» Raw data

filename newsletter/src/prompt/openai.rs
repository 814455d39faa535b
use anyhow::Context;
use serde::{Deserialize, Serialize};
use serde_json::json;

use crate::error::{from_status, AppError, AppResult};
use crate::prompt::{
    cost::UsageRecord,
    gateway::{BackendReply, GatewayConfig, GenerationParams},
};
use crate::HttpClient;

pub async fn complete(
    http_client: &HttpClient,
    config: &GatewayConfig,
    prompt: &str,
    params: GenerationParams,
) -> AppResult<BackendReply> {
    let api_key = config
        .openai_api_key
        .as_deref()
        .ok_or(AppError::MissingApiKey("OPENAI_API_KEY"))?;
    let endpoint = format!(
        "{}/chat/completions",
        config.openai_base_url.trim_end_matches('/')
    );

    let resp = http_client
        .post(endpoint)
        .bearer_auth(api_key)
        .json(&json!(
          {
            "model": config.model.as_ref(),
            "temperature": params.temperature,
            "max_tokens": params.max_output_units,
            "messages": [
              {
                "role": "user",
                "content": prompt
              }
            ]
          }
        ))
        .send()
        .await?;

    let status = resp.status();
    let body = resp.json::<serde_json::Value>().await?;

    let parsed = serde_json::from_value::<ChatApiResponseOrError>(body.clone())
        .context(format!("Could not parse chat response: {}", body))?;

    let parsed = match parsed {
        ChatApiResponseOrError::Error(ChatApiErrorBody { error }) => {
            return Err(from_status(status, error.message));
        }
        ChatApiResponseOrError::Response(parsed) if status.is_success() => parsed,
        ChatApiResponseOrError::Response(_) => {
            return Err(from_status(status, body.to_string()));
        }
    };

    let choice = parsed.choices.into_iter().next().ok_or(AppError::EmptyResponse)?;
    if matches!(choice.finish_reason, Some(FinishReason::Length)) {
        tracing::warn!("Chat completion was cut off at {} tokens", params.max_output_units);
    }

    Ok(BackendReply {
        text: choice.message.content.unwrap_or_default(),
        usage: UsageRecord {
            input_units: parsed.usage.prompt_tokens,
            output_units: parsed.usage.completion_tokens,
            model: config.model.to_string(),
        },
    })
}

#[derive(Debug, Serialize, Deserialize)]
pub struct PromptUsage {
    pub prompt_tokens: u64,
    pub completion_tokens: u64,
    pub total_tokens: u64,
}

#[derive(Debug, Serialize, Deserialize)]
#[serde(rename_all = "snake_case")]
pub enum FinishReason {
    Stop,
    Length,
    ContentFilter,
    ToolCalls,
    #[serde(other)]
    Other,
}

#[derive(Debug, Serialize, Deserialize)]
pub struct ChatMessage {
    pub role: String,
    pub content: Option<String>,
}

#[derive(Debug, Serialize, Deserialize)]
pub struct ChatChoice {
    pub index: i32,
    pub message: ChatMessage,
    pub finish_reason: Option<FinishReason>,
}

#[derive(Debug, Serialize, Deserialize)]
pub struct ChatApiResponse {
    pub choices: Vec<ChatChoice>,
    pub usage: PromptUsage,
}

#[derive(Debug, Serialize, Deserialize)]
pub struct ChatApiError {
    pub message: String,
}

#[derive(Debug, Serialize, Deserialize)]
pub struct ChatApiErrorBody {
    pub error: ChatApiError,
}

#[derive(Debug, Serialize, Deserialize)]
#[serde(untagged)]
pub enum ChatApiResponseOrError {
    Response(ChatApiResponse),
    Error(ChatApiErrorBody),
}
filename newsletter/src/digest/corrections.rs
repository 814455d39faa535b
use indexmap::IndexMap;
use once_cell::sync::Lazy;
use regex::{Captures, Regex};

use crate::prompt::link_qa::Correction;

static RE_LIST_ITEM: Lazy<Regex> =
    Lazy::new(|| Regex::new(r"(?is)<li\b[^>]*>.*?</li\s*>").unwrap());
static RE_HERE_ANCHOR: Lazy<Regex> =
    Lazy::new(|| Regex::new(r"(?is)<a\b[^>]*>\s*here\s*</a\s*>").unwrap());
static RE_TAG: Lazy<Regex> = Lazy::new(|| Regex::new(r"<[^>]*>").unwrap());

/// Retargets the "here" anchors of every bullet whose visible text contains
/// a correction's bullet summary. Returns the rewritten document and the
/// number of bullet rewrites performed.
///
/// Matching is by substring, so one correction can rewrite several
/// bullets. Corrections naming a subject missing from `subject_links` are
/// skipped.
pub fn apply_corrections(
    html: &str,
    corrections: &[Correction],
    subject_links: &IndexMap<String, String>,
) -> (String, usize) {
    let mut html = html.to_string();
    let mut rewritten = 0;

    for correction in corrections {
        let Some(link) = subject_links.get(&correction.correct_subject) else {
            tracing::warn!(
                "Skipping correction for {:?}: no email with subject {:?}",
                correction.bullet_summary,
                correction.correct_subject
            );
            continue;
        };

        let mut matched = 0;
        html = RE_LIST_ITEM
            .replace_all(&html, |caps: &Captures| {
                let item = &caps[0];
                if !visible_text(item).contains(&correction.bullet_summary) {
                    return item.to_string();
                }
                matched += 1;
                let anchor = format!(r#"<a href="{link}">here</a>"#);
                RE_HERE_ANCHOR
                    .replace_all(item, regex::NoExpand(&anchor))
                    .into_owned()
            })
            .into_owned();

        if matched == 0 {
            tracing::warn!(
                "Correction for {:?} matched no bullet",
                correction.bullet_summary
            );
        } else {
            tracing::info!(
                "Relinked {} bullet(s) matching {:?} to {:?}",
                matched,
                correction.bullet_summary,
                correction.correct_subject
            );
        }
        rewritten += matched;
    }

    (html, rewritten)
}

/// Tag-stripped, entity-decoded text of one `<li>` match.
fn visible_text(item: &str) -> String {
    let inner = item.get(3..).unwrap_or_default();
    if inner.to_ascii_lowercase().contains("<li") {
        tracing::warn!("Nested <li> in digest, bullet text may be cut short: {:?}", item);
    }
    let text = RE_TAG.replace_all(item, "");
    html_escape::decode_html_entities(&text).into_owned()
}
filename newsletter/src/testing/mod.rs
pub mod common;

pub use common::*;
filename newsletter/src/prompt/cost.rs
use std::fmt;

/// Approximate characters per usage unit for backends that do not report
/// token counts.
pub const CHARS_PER_UNIT: u64 = 4;

/// Pricing entry used for model ids missing from [`PRICING`].
pub const DEFAULT_MODEL: &str = "gemini-1.5-flash";

#[derive(Debug, Clone, Copy, PartialEq, Eq)]
pub enum PricingUnit {
    /// Rates are USD per 1,000,000 tokens; units are tokens.
    PerMillionTokens,
    /// Rates are USD per 1,000 characters; units are converted back to
    /// characters with [`CHARS_PER_UNIT`] first.
    PerThousandChars,
}

#[derive(Debug, Clone, Copy, PartialEq)]
pub struct Pricing {
    pub unit: PricingUnit,
    pub input_rate: f64,
    pub output_rate: f64,
}

pub const PRICING: [(&str, Pricing); 5] = [
    (
        "gpt-4o-mini",
        Pricing {
            unit: PricingUnit::PerMillionTokens,
            input_rate: 0.15,
            output_rate: 0.60,
        },
    ),
    (
        "gpt-4o",
        Pricing {
            unit: PricingUnit::PerMillionTokens,
            input_rate: 2.50,
            output_rate: 10.00,
        },
    ),
    (
        "gemini-1.5-flash",
        Pricing {
            unit: PricingUnit::PerThousandChars,
            input_rate: 0.000_018_75,
            output_rate: 0.000_075,
        },
    ),
    (
        "gemini-1.5-pro",
        Pricing {
            unit: PricingUnit::PerThousandChars,
            input_rate: 0.000_312_5,
            output_rate: 0.001_25,
        },
    ),
    (
        "gemini-2.0-flash",
        Pricing {
            unit: PricingUnit::PerThousandChars,
            input_rate: 0.000_025,
            output_rate: 0.000_1,
        },
    ),
];

/// Units consumed by one successful completion call.
#[derive(Debug, Clone, PartialEq, Eq)]
pub struct UsageRecord {
    pub input_units: u64,
    pub output_units: u64,
    pub model: String,
}

#[derive(Debug, Clone, PartialEq)]
pub struct CostRecord {
    pub model: String,
    pub input_units: u64,
    pub output_units: u64,
    pub input_cost: f64,
    pub output_cost: f64,
    pub total_cost: f64,
}

pub fn pricing_for(model: &str) -> &'static Pricing {
    PRICING
        .iter()
        .find(|(id, _)| *id == model)
        .or_else(|| PRICING.iter().find(|(id, _)| *id == DEFAULT_MODEL))
        .map(|(_, pricing)| pricing)
        .unwrap_or(&PRICING[0].1)
}

fn unit_cost(units: u64, rate: f64, unit: PricingUnit) -> f64 {
    match unit {
        PricingUnit::PerMillionTokens => units as f64 / 1_000_000.0 * rate,
        PricingUnit::PerThousandChars => (units * CHARS_PER_UNIT) as f64 / 1_000.0 * rate,
    }
}

pub fn estimate(input_units: u64, output_units: u64, model: &str) -> CostRecord {
    let pricing = pricing_for(model);
    let input_cost = unit_cost(input_units, pricing.input_rate, pricing.unit);
    let output_cost = unit_cost(output_units, pricing.output_rate, pricing.unit);

    CostRecord {
        model: model.to_string(),
        input_units,
        output_units,
        input_cost,
        output_cost,
        total_cost: input_cost + output_cost,
    }
}

#[derive(Debug, Clone, PartialEq)]
pub struct LedgerEntry {
    pub stage: String,
    pub cost: CostRecord,
}

/// Every priced completion call of a run, in call order.
#[derive(Debug, Default)]
pub struct CostLedger {
    entries: Vec<LedgerEntry>,
}

impl CostLedger {
    pub fn new() -> Self {
        Self::default()
    }

    /// Calls that produced no usage (sentinel replies) are not priced.
    pub fn record(&mut self, stage: &str, usage: Option<&UsageRecord>) {
        let Some(usage) = usage else {
            return;
        };
        let cost = estimate(usage.input_units, usage.output_units, &usage.model);
        tracing::debug!(
            "{} [{}] in={} out={} ${:.6}",
            stage,
            cost.model,
            cost.input_units,
            cost.output_units,
            cost.total_cost
        );
        self.entries.push(LedgerEntry {
            stage: stage.to_string(),
            cost,
        });
    }

    pub fn entries(&self) -> &[LedgerEntry] {
        &self.entries
    }

    pub fn total(&self) -> f64 {
        self.entries.iter().map(|e| e.cost.total_cost).sum()
    }

    pub fn len(&self) -> usize {
        self.entries.len()
    }

    pub fn is_empty(&self) -> bool {
        self.entries.is_empty()
    }
}

impl fmt::Display for CostLedger {
    fn fmt(&self, f: &mut fmt::Formatter<'_>) -> fmt::Result {
        writeln!(f, "Estimated API cost:")?;
        for entry in &self.entries {
            writeln!(
                f,
                "  {:<24} {:<18} in={:>7} out={:>6}  ${:.6} (in ${:.6}, out ${:.6})",
                entry.stage,
                entry.cost.model,
                entry.cost.input_units,
                entry.cost.output_units,
                entry.cost.total_cost,
                entry.cost.input_cost,
                entry.cost.output_cost,
            )?;
        }
        write!(
            f,
            "Total: ${:.6} across {} call(s)",
            self.total(),
            self.entries.len()
        )
    }
}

» Goal of the exercise
Filter the entries above and keep only the lines with the word "inner".

» Written solution
    let inner = item.get(3..).unwrap_or_default();
    if inner.to_ascii_lowercase().contains("<li") {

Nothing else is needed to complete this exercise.